A exigência legal de votação secreta visa garantir essencialmente a liberdade de
apreciação dos membros dos órgãos colegiais desonerando-os de expor publicamente
o seu próprio juízo sobre comportamentos ou qualidades pessoais de alguém.
A fundamentação das deliberações tomadas por escrutínio secreto é feita pelo
presidente do órgão colegial após a votação, tendo presente a discussão que a tiver
precedido.
c) Realização da votação
Definido o processo e observadas as exigências de quórum, segue-se a votação.
Esta consubstancia-se na manifestação, por cada membro do órgão do seu sentido de
voto: contra ou a favor da proposta (ou propostas) em votação.
Os membros do órgão, poderão ainda optar pela abstenção.
Em regra, a abstenção é possível, uma vez que não está proibida.

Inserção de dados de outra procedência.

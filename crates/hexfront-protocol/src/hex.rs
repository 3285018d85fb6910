use std::fmt;
use std::str::FromStr;

use serde::{Deserialize, Serialize};
use thiserror::Error;

/// Axial coordinates for a hex grid (q, r). The implicit cube coordinate is `s = -q - r`.
#[derive(Clone, Copy, Debug, Default, PartialEq, Eq, Hash, Serialize, Deserialize)]
pub struct Hex {
    pub q: i32,
    pub r: i32,
}

#[derive(Debug, Error, PartialEq, Eq)]
pub enum HexParseError {
    #[error("hex key must look like `q,r`, got {0:?}")]
    Malformed(String),
    #[error("invalid hex component in {0:?}")]
    Component(String),
}

impl Hex {
    pub const DIRECTIONS: [Hex; 6] = [
        Hex { q: 1, r: 0 },  // East
        Hex { q: -1, r: 0 }, // West
        Hex { q: 0, r: 1 },  // Southeast
        Hex { q: 0, r: -1 }, // Northwest
        Hex { q: 1, r: -1 }, // Northeast
        Hex { q: -1, r: 1 }, // Southwest
    ];

    #[inline]
    pub const fn new(q: i32, r: i32) -> Self {
        Self { q, r }
    }

    #[inline]
    pub const fn s(self) -> i32 {
        -self.q - self.r
    }

    /// The six adjacent hexes. No bounds filtering; callers check board membership.
    pub fn neighbors(self) -> impl Iterator<Item = Hex> {
        Self::DIRECTIONS.into_iter().map(move |d| self + d)
    }

    #[inline]
    pub fn is_adjacent(self, other: Hex) -> bool {
        self.distance(other) == 1
    }

    #[inline]
    pub fn distance(self, other: Hex) -> i32 {
        let dq = self.q - other.q;
        let dr = self.r - other.r;
        (dq.abs() + (dq + dr).abs() + dr.abs()) / 2
    }

    /// All hexes with distance `<= radius`, in a deterministic order.
    pub fn ring_inclusive(self, radius: i32) -> impl Iterator<Item = Hex> {
        let radius = radius.max(0);
        (-radius..=radius).flat_map(move |dq| {
            // Constraint: max(|dq|, |dr|, |dq + dr|) <= radius
            let dr_min = (-radius).max(-dq - radius);
            let dr_max = radius.min(-dq + radius);
            (dr_min..=dr_max).map(move |dr| Hex {
                q: self.q + dq,
                r: self.r + dr,
            })
        })
    }

    /// Canonical map key, `"q,r"`.
    pub fn key(self) -> String {
        self.to_string()
    }

    pub fn from_key(key: &str) -> Result<Hex, HexParseError> {
        key.parse()
    }

    /// Pointy-top pixel projection of the hex center.
    pub fn to_pixel(self, size: f32) -> (f32, f32) {
        let sqrt3 = 3.0_f32.sqrt();
        let x = size * (sqrt3 * self.q as f32 + sqrt3 / 2.0 * self.r as f32);
        let y = size * (1.5 * self.r as f32);
        (x, y)
    }
}

impl std::ops::Add for Hex {
    type Output = Hex;

    fn add(self, other: Hex) -> Hex {
        Hex {
            q: self.q + other.q,
            r: self.r + other.r,
        }
    }
}

impl PartialOrd for Hex {
    fn partial_cmp(&self, other: &Self) -> Option<std::cmp::Ordering> {
        Some(self.cmp(other))
    }
}

impl Ord for Hex {
    fn cmp(&self, other: &Self) -> std::cmp::Ordering {
        // Row-major ordering for deterministic iteration
        (self.r, self.q).cmp(&(other.r, other.q))
    }
}

impl fmt::Display for Hex {
    fn fmt(&self, f: &mut fmt::Formatter<'_>) -> fmt::Result {
        write!(f, "{},{}", self.q, self.r)
    }
}

impl FromStr for Hex {
    type Err = HexParseError;

    fn from_str(s: &str) -> Result<Self, Self::Err> {
        let (q, r) = s
            .split_once(',')
            .ok_or_else(|| HexParseError::Malformed(s.to_string()))?;
        let q = q
            .trim()
            .parse()
            .map_err(|_| HexParseError::Component(s.to_string()))?;
        let r = r
            .trim()
            .parse()
            .map_err(|_| HexParseError::Component(s.to_string()))?;
        Ok(Hex { q, r })
    }
}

Mas, claro, a lei
especial pode sempre proibi-la.
De resto, o próprio CPA define uma regra geral de proibição da abstenção, quando se
trate de órgãos consultivos ou de deliberação adotada por órgão não consultivo, mas
no exercício de funções consultivas.
Após a votação, segue-se o apuramento do resultado e a determinação do sentido da
deliberação: de aprovação ou de rejeição da proposta.
As deliberações são tomadas por maioria absoluta de votos dos membros presentes à
reunião, assim, estando presentes 7 membros, se 3 votarem a favor, 2 contra e os
outros 2 se absterem, a proposta não é aprovada por não se ter formado maioria
absoluta nesse sentido. Mas note-se que também a proposta de deliberação não é
rejeitada, pois não se formou maioria absoluta nesse sentido.
Quando seja exigível maioria absoluta e esta não se forme, nem se verifique empate,
procede-se imediatamente a nova votação e, se aquela situação se mantiver, adia-se a
deliberação para a reunião seguinte, na qual a maioria relativa é suficiente.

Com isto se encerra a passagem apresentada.